The agent continues operating. Its outputs look fluent and coherent. The constraint terms just no longer appear. The behavior has drifted.

This is not a temperature problem. The agent is being perfectly consistent with its current context window. The problem is that the current context window no longer contains the constraints it was authorized against.

Why the Benchmark Can't See It

The 2602.11619 methodology is correct for what it measures. HotpotQA tasks are short. Sessions don't accumulate enough history to trigger compaction. The experiment studies a stationary system; temporal drift is a non-stationary phenomenon that requires session length to appear.

ReliabilityBench (arXiv:2601.06112) extends the evaluation with pass@k and perturbation robustness, but still evaluates reliability as a property of individual short runs — not as a function of session age and compression history.

To measure Type 2 inconsistency, you need:

  • A session long enough for the context window to fill and compaction to fire
  • Explicit behavioral constraints stated at session start
  • A mechanism to track whether those constraint terms remain influential in generation after compaction
  • Comparison of agent behavior on constraint-relevant decisions at T=0 versus T=N (post-compaction)

Measuring Type 2: CCS

The metric I use is Constraint Consistency Score (CCS): the ratio of constraint-term frequency in agent output post-compaction versus pre-compaction.

CCS near 1.0: constraints are still shaping generation. The agent is operating within its authorized behavioral profile.

CCS below 0.4: the behavioral surface has shifted enough to produce authorization-relevant failures. The agent is no longer grounded in its original constraints — not because it was re-configured, but because its context window no longer contains them. 

from compression_monitor import CompressionMonitor

# CCS measurement for Type 2 inconsistency
monitor = CompressionMonitor(
    constraint_terms=["stop_loss", "max_drawdown", "scope_limit", "access_boundary"],
    window_size=20,
    decay_threshold=0.4   # CCS below this = behavioral drift alert
)

# After each agent output:
monitor.record(agent_output)

# CCS check before constraint-sensitive operations:
ccs = monitor.constraint_consistency_score()
if ccs < 0.4:
    raise BehavioralDriftWarning(
        f"CCS={ccs:.2f}: constraint terms decayed; re-inject or halt"
    )

In a simulated long-session TradingAgents run: pre-compaction CCS was 0.91, post-compaction CCS dropped to 0.44, and all configured risk parameter terms were effectively absent from risk_manager outputs. The authentication surface was unchanged. The behavioral surface had moved.

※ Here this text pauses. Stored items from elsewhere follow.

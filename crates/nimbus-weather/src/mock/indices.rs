//! Synthetic UV index forecast.

use chrono::{Duration, Local};
use rand::Rng;

use crate::types::{UvEntry, UvResponse};

struct UvLevel {
    level: &'static str,
    category: &'static str,
    text: &'static str,
}

const UV_LEVELS: &[UvLevel] = &[
    UvLevel { level: "1", category: "Minimal", text: "UV intensity is minimal; outdoor activity is safe." },
    UvLevel { level: "2", category: "Low", text: "UV intensity is low; SPF 12-15 sunscreen is recommended." },
    UvLevel { level: "3", category: "Moderate", text: "UV intensity is moderate; use SPF 15+ sunscreen." },
    UvLevel { level: "4", category: "High", text: "UV intensity is high; use SPF 20+ sunscreen." },
    UvLevel { level: "5", category: "Very High", text: "UV intensity is very high; use SPF 30+ sunscreen." },
];

/// Three days of UV forecast starting today (matching the upstream's
/// 3-day limit for this index).
pub fn uv_index() -> UvResponse {
    uv_index_with(&mut rand::thread_rng())
}

pub(crate) fn uv_index_with(rng: &mut impl Rng) -> UvResponse {
    let today = Local::now().date_naive();

    let daily = (0..3)
        .map(|i| {
            let level = &UV_LEVELS[rng.gen_range(0..UV_LEVELS.len())];
            UvEntry {
                date: (today + Duration::days(i)).format("%Y-%m-%d").to_string(),
                kind: "5".to_string(),
                name: "UV index".to_string(),
                level: level.level.to_string(),
                category: level.category.to_string(),
                text: level.text.to_string(),
            }
        })
        .collect();

    UvResponse {
        code: "200".to_string(),
        daily,
    }
}
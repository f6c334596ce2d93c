//! Weather data access for the Nimbus backend.
//!
//! Exposes one accessor per data category (city lookup, current
//! conditions, hourly/daily forecast, UV index, sunrise/sunset, air
//! quality) behind [`WeatherService`], which decides per call whether to
//! proxy the live upstream provider or synthesize data locally.

pub mod mock;
pub mod service;
pub mod types;
pub mod upstream;
pub mod window;

pub use service::{Mode, WeatherService};
pub use types::ProviderError;
pub use upstream::UpstreamClient;
//! Synthetic city lookup over a small fixed table.

use crate::types::{CityLocation, CityResponse};

struct CitySpec {
    name: &'static str,
    id: &'static str,
    lat: &'static str,
    lon: &'static str,
    adm2: &'static str,
    adm1: &'static str,
    rank: &'static str,
    slug: &'static str,
}

const CITIES: &[CitySpec] = &[
    CitySpec { name: "Beijing", id: "101010100", lat: "39.90499", lon: "116.40529", adm2: "Beijing", adm1: "Beijing", rank: "10", slug: "beijing" },
    CitySpec { name: "Shanghai", id: "101020100", lat: "31.23171", lon: "121.47264", adm2: "Shanghai", adm1: "Shanghai", rank: "11", slug: "shanghai" },
    CitySpec { name: "Guangzhou", id: "101280101", lat: "23.12908", lon: "113.26436", adm2: "Guangzhou", adm1: "Guangdong", rank: "13", slug: "guangzhou" },
    CitySpec { name: "Shenzhen", id: "101280601", lat: "22.54700", lon: "114.08595", adm2: "Shenzhen", adm1: "Guangdong", rank: "15", slug: "shenzhen" },
    CitySpec { name: "Hangzhou", id: "101210101", lat: "30.28745", lon: "120.15358", adm2: "Hangzhou", adm1: "Zhejiang", rank: "14", slug: "hangzhou" },
];

impl CitySpec {
    fn to_location(&self) -> CityLocation {
        CityLocation {
            name: self.name.to_string(),
            id: self.id.to_string(),
            lat: self.lat.to_string(),
            lon: self.lon.to_string(),
            adm2: self.adm2.to_string(),
            adm1: self.adm1.to_string(),
            country: "China".to_string(),
            tz: "Asia/Shanghai".to_string(),
            utc_offset: "+08:00".to_string(),
            is_dst: "0".to_string(),
            kind: "city".to_string(),
            rank: self.rank.to_string(),
            fx_link: format!("https://www.qweather.com/weather/{}-{}.html", self.slug, self.id),
        }
    }

    fn matches(&self, keyword: &str) -> bool {
        let keyword = keyword.to_lowercase();
        self.name.to_lowercase().contains(&keyword)
            || self.adm1.to_lowercase().contains(&keyword)
            || self.adm2.to_lowercase().contains(&keyword)
    }
}

/// Keyword search over city name and administrative divisions.
pub fn search(keyword: &str) -> CityResponse {
    let location = CITIES
        .iter()
        .filter(|c| c.matches(keyword))
        .map(CitySpec::to_location)
        .collect();

    CityResponse {
        code: "200".to_string(),
        location,
    }
}

/// The `number` top-ranked cities, most prominent (lowest rank value)
/// first.
pub fn top(number: usize) -> CityResponse {
    let mut specs: Vec<&CitySpec> = CITIES.iter().collect();
    specs.sort_by_key(|c| c.rank.parse::<u32>().unwrap_or(u32::MAX));

    CityResponse {
        code: "200".to_string(),
        location: specs
            .into_iter()
            .take(number)
            .map(CitySpec::to_location)
            .collect(),
    }
}

/// Reverse geocode: the table entry closest to the given coordinates.
pub fn by_coords(lon: f64, lat: f64) -> CityResponse {
    let nearest = CITIES.iter().min_by(|a, b| {
        let da = distance_sq(a, lon, lat);
        let db = distance_sq(b, lon, lat);
        da.partial_cmp(&db).unwrap_or(std::cmp::Ordering::Equal)
    });

    CityResponse {
        code: "200".to_string(),
        location: nearest.map(CitySpec::to_location).into_iter().collect(),
    }
}

fn distance_sq(city: &CitySpec, lon: f64, lat: f64) -> f64 {
    let clat: f64 = city.lat.parse().unwrap_or(0.0);
    let clon: f64 = city.lon.parse().unwrap_or(0.0);
    (clat - lat).powi(2) + (clon - lon).powi(2)
}
//! Credential lifecycle management for the upstream weather provider.
//!
//! The upstream API authenticates requests with short-lived EdDSA-signed
//! JWTs. [`CredentialIssuer`] signs them on demand and caches the current
//! one in memory, renewing it before expiry.

pub mod issuer;

pub use issuer::{Credential, CredentialError, CredentialIssuer};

Different Problems, Different Fixes

The mitigations do not overlap:

For Type 1 (stochastic variance): Lower temperature at decision steps. Structured schemas. Chain-of-thought anchoring. Majority vote for high-stakes decisions. None of these touch the context rotation problem.

For Type 2 (temporal drift): Hard-coded parameter files re-injected at compaction boundaries. CCS monitoring with halt gates before constraint-sensitive actions. Session restart or re-authorization when CCS falls below threshold. None of these help with stochastic run-to-run variance.

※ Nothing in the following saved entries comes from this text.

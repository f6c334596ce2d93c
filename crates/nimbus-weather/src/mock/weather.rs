//! Synthetic current conditions, hourly and daily forecasts, and
//! sunrise/sunset times.
//!
//! Hourly temperatures follow a diurnal curve (trough near 06:00, peak
//! near 18:00) around a base temperature drawn once per generation call,
//! so downstream charts look physically plausible rather than like noise.

use chrono::{Duration, Local, NaiveDate, Timelike};
use rand::Rng;

use crate::types::{
    DailyEntry, DailyResponse, HourlyEntry, HourlyResponse, NowResponse, SunResponse, WeatherNow,
};

const TIME_FMT: &str = "%Y-%m-%dT%H:%M%:z";
const DATE_FMT: &str = "%Y-%m-%d";

/// Half the peak-to-trough swing of the diurnal curve, in degrees.
const DIURNAL_AMPLITUDE: f64 = 6.0;

const BASE_TEMP_MIN: i32 = 18;
const BASE_TEMP_MAX: i32 = 28;

struct Condition {
    icon: &'static str,
    text: &'static str,
    rainy: bool,
}

/// Condition table using upstream icon codes. Rain-bearing entries are the
/// only ones that may produce non-zero precipitation.
const CONDITIONS: &[Condition] = &[
    Condition { icon: "100", text: "Sunny", rainy: false },
    Condition { icon: "101", text: "Cloudy", rainy: false },
    Condition { icon: "102", text: "Few Clouds", rainy: false },
    Condition { icon: "104", text: "Overcast", rainy: false },
    Condition { icon: "305", text: "Light Rain", rainy: true },
    Condition { icon: "306", text: "Moderate Rain", rainy: true },
];

/// Temperature at a given hour of day: base + diurnal swing + jitter.
fn diurnal_temp(base: i32, hour: u32, rng: &mut impl Rng) -> i32 {
    let phase = (f64::from(hour) - 12.0) / 24.0 * std::f64::consts::TAU;
    let swing = (DIURNAL_AMPLITUDE * phase.sin()).round() as i32;
    base + swing + rng.gen_range(0..=1)
}

fn compass(degrees: u32) -> &'static str {
    match ((f64::from(degrees) + 22.5) / 45.0) as u32 % 8 {
        0 => "N",
        1 => "NE",
        2 => "E",
        3 => "SE",
        4 => "S",
        5 => "SW",
        6 => "W",
        _ => "NW",
    }
}

fn pick_condition(rng: &mut impl Rng) -> &'static Condition {
    &CONDITIONS[rng.gen_range(0..CONDITIONS.len())]
}

/// Precipitation fields for a condition: rain-bearing conditions draw a
/// probability and amount, everything else is deterministically dry.
fn precipitation(condition: &Condition, rng: &mut impl Rng) -> (String, String) {
    if condition.rainy {
        let pop = rng.gen_range(40..=90);
        let amount: f64 = rng.gen_range(0.1..5.0);
        (pop.to_string(), format!("{:.1}", amount))
    } else {
        ("0".to_string(), "0.0".to_string())
    }
}

/// Current conditions.
pub fn current() -> NowResponse {
    current_with(&mut rand::thread_rng())
}

pub(crate) fn current_with(rng: &mut impl Rng) -> NowResponse {
    let now = Local::now();
    let base = rng.gen_range(BASE_TEMP_MIN..=BASE_TEMP_MAX);
    let condition = pick_condition(rng);
    let temp = diurnal_temp(base, now.hour(), rng);
    let (_, precip) = precipitation(condition, rng);
    let wind360 = rng.gen_range(0..360);
    let humidity = if condition.rainy {
        rng.gen_range(65..=95)
    } else {
        rng.gen_range(30..=70)
    };

    NowResponse {
        code: "200".to_string(),
        update_time: now.format(TIME_FMT).to_string(),
        now: WeatherNow {
            obs_time: now.format(TIME_FMT).to_string(),
            temp: temp.to_string(),
            feels_like: (temp - rng.gen_range(0..=2)).to_string(),
            icon: condition.icon.to_string(),
            text: condition.text.to_string(),
            wind360: wind360.to_string(),
            wind_dir: compass(wind360).to_string(),
            wind_scale: rng.gen_range(1..=4).to_string(),
            wind_speed: rng.gen_range(5..=30).to_string(),
            humidity: humidity.to_string(),
            precip,
            pressure: rng.gen_range(995..=1025).to_string(),
            vis: if condition.rainy {
                rng.gen_range(5..=15)
            } else {
                rng.gen_range(15..=30)
            }
            .to_string(),
            cloud: if condition.rainy {
                rng.gen_range(70..=100)
            } else {
                rng.gen_range(0..=60)
            }
            .to_string(),
            dew: (temp - rng.gen_range(4..=10)).to_string(),
        },
    }
}

/// Hourly forecast for the next `hours` hours (24 or 168).
///
/// The horizon is partitioned into contiguous 24-hour days; each day gets
/// one dominant condition, and every hour of that day shares it.
pub fn hourly(hours: usize) -> HourlyResponse {
    hourly_with(hours, &mut rand::thread_rng())
}

pub(crate) fn hourly_with(hours: usize, rng: &mut impl Rng) -> HourlyResponse {
    let start = Local::now();
    let base = rng.gen_range(BASE_TEMP_MIN..=BASE_TEMP_MAX);

    let mut entries = Vec::with_capacity(hours);
    let mut condition = pick_condition(rng);
    for offset in 0..hours {
        if offset % 24 == 0 && offset > 0 {
            condition = pick_condition(rng);
        }
        let time = start + Duration::hours(offset as i64 + 1);
        let temp = diurnal_temp(base, time.hour(), rng);
        let (pop, precip) = precipitation(condition, rng);
        let wind360 = rng.gen_range(0..360);

        entries.push(HourlyEntry {
            fx_time: time.format(TIME_FMT).to_string(),
            temp: temp.to_string(),
            icon: condition.icon.to_string(),
            text: condition.text.to_string(),
            wind360: wind360.to_string(),
            wind_dir: compass(wind360).to_string(),
            wind_scale: rng.gen_range(1..=4).to_string(),
            wind_speed: rng.gen_range(5..=30).to_string(),
            humidity: rng.gen_range(30..=90).to_string(),
            pop,
            precip,
            pressure: rng.gen_range(995..=1025).to_string(),
            cloud: rng.gen_range(0..=100).to_string(),
            dew: (temp - rng.gen_range(4..=10)).to_string(),
        });
    }

    HourlyResponse {
        code: "200".to_string(),
        update_time: start.format(TIME_FMT).to_string(),
        hourly: entries,
    }
}

/// 7-day daily forecast starting today.
pub fn daily_7d() -> DailyResponse {
    daily_7d_with(&mut rand::thread_rng())
}

pub(crate) fn daily_7d_with(rng: &mut impl Rng) -> DailyResponse {
    let now = Local::now();
    let today = now.date_naive();
    let base = rng.gen_range(BASE_TEMP_MIN..=BASE_TEMP_MAX);

    let daily = (0..7)
        .map(|i| {
            let date = today + Duration::days(i);
            let day = pick_condition(rng);
            let night = pick_condition(rng);
            let (_, precip) = precipitation(day, rng);
            let wind360 = rng.gen_range(0..360);

            DailyEntry {
                fx_date: date.format(DATE_FMT).to_string(),
                sunrise: format!("06:{:02}", rng.gen_range(0..30)),
                sunset: format!("18:{:02}", rng.gen_range(0..60)),
                temp_max: (base + rng.gen_range(3..=6)).to_string(),
                temp_min: (base - rng.gen_range(4..=8)).to_string(),
                icon_day: day.icon.to_string(),
                text_day: day.text.to_string(),
                icon_night: night.icon.to_string(),
                text_night: night.text.to_string(),
                wind360_day: wind360.to_string(),
                wind_dir_day: compass(wind360).to_string(),
                wind_scale_day: rng.gen_range(1..=4).to_string(),
                wind_speed_day: rng.gen_range(5..=30).to_string(),
                humidity: rng.gen_range(30..=90).to_string(),
                precip,
                pressure: rng.gen_range(995..=1025).to_string(),
                vis: rng.gen_range(10..=30).to_string(),
                cloud: rng.gen_range(0..=100).to_string(),
                uv_index: rng.gen_range(1..=10).to_string(),
            }
        })
        .collect();

    DailyResponse {
        code: "200".to_string(),
        update_time: now.format(TIME_FMT).to_string(),
        daily,
    }
}

/// Sunrise/sunset for a date (defaults to today).
pub fn sun_times(date: Option<NaiveDate>) -> SunResponse {
    sun_times_with(date, &mut rand::thread_rng())
}

pub(crate) fn sun_times_with(date: Option<NaiveDate>, rng: &mut impl Rng) -> SunResponse {
    let date = date.unwrap_or_else(|| Local::now().date_naive());
    let offset = Local::now().format("%:z").to_string();

    SunResponse {
        code: "200".to_string(),
        sunrise: format!("{}T06:{:02}{}", date.format(DATE_FMT), rng.gen_range(0..30), offset),
        sunset: format!("{}T18:{:02}{}", date.format(DATE_FMT), rng.gen_range(0..60), offset),
    }
}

The two fixes are complementary. Applying only Type 1 mitigations to a system with Type 2 drift won't close the reliability gap.

The Broader Pattern

Agent reliability is not one problem. It's at least two distinct failure modes with different causes, different detection methods, and different fixes.

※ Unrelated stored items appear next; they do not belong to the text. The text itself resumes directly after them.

//! Core generation logic.
//!
//! This module contains:
//! - Prompt: prompt text and response schema for generation requests
//! - Store: the seed series and generated series for a session
//! - Session: generation flags and the single-flight generation trigger

pub mod prompt;
pub mod session;
pub mod store;

// Re-export commonly used types
pub use prompt::{build_prompt, response_schema, validate_reference};
pub use session::{SeriesSelector, Session, SessionError, ViewState, GENERATION_FAILED_MESSAGE};
pub use store::ContentStore;
//! Content store: the seed series plus everything generated this session.
//!
//! The seed is shared read-only. Generated series only ever enter at the
//! front of the list; nothing is edited or removed.

use std::sync::Arc;

use crate::domain::Series;

/// In-memory content for one session
#[derive(Debug, Clone)]
pub struct ContentStore {
    seed: Arc<Series>,
    generated: Vec<Series>,
}

impl ContentStore {
    /// Create a store around a seed series with nothing generated yet
    pub fn new(seed: impl Into<Arc<Series>>) -> Self {
        Self {
            seed: seed.into(),
            generated: Vec::new(),
        }
    }

    /// The seed series
    pub fn seed(&self) -> &Series {
        &self.seed
    }

    /// Shared handle to the seed series
    pub fn seed_handle(&self) -> Arc<Series> {
        Arc::clone(&self.seed)
    }

    /// Generated series, newest batch first
    pub fn generated(&self) -> &[Series] {
        &self.generated
    }

    /// Put a batch in front of everything generated so far, keeping the
    /// batch's own order
    pub fn prepend(&mut self, batch: Vec<Series>) {
        if batch.is_empty() {
            return;
        }
        self.generated.splice(0..0, batch);
    }

    /// Number of generated series
    pub fn len(&self) -> usize {
        self.generated.len()
    }

    /// Whether nothing has been generated yet
    pub fn is_empty(&self) -> bool {
        self.generated.is_empty()
    }
}
//! Export of series as plain-text scripts.
//!
//! # Formats
//!
//! - Single series: header, then every episode with all five fields,
//!   each preceded by a dashed separator line.
//! - Bulk: every series with an abbreviated episode list (no key scene),
//!   series separated by a line of `=`.
//!
//! Transcripts are one-way: there is no parser for them.

pub mod files;
pub mod transcript;

pub use files::{series_file_name, write_bulk_file, write_series_file, BULK_FILE_NAME};
pub use transcript::{format_bulk, format_series, EPISODE_SEPARATOR, SERIES_SEPARATOR};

The emerging literature is beginning to close the measurement gap on Type 1. Type 2 — temporal drift from context compression — is largely unmeasured in published benchmarks and unaddressed in current reliability frameworks and standards. (The NIST NCCoE concept paper on agent identity and authorization has the same gap: it defines agent identity at enrollment time, without a measurement clause for behavioral drift within a session. I filed a comment on that separately.)

The tools for measuring Type 2 are straightforward to build. The benchmarks that run short isolated sessions won't surface it until someone runs the right experiment: long sessions, explicit constraints, compaction events, CCS tracking.

If you're working on agent reliability, evaluation, or standards — and long-horizon context rotation isn't in your test methodology — it should be.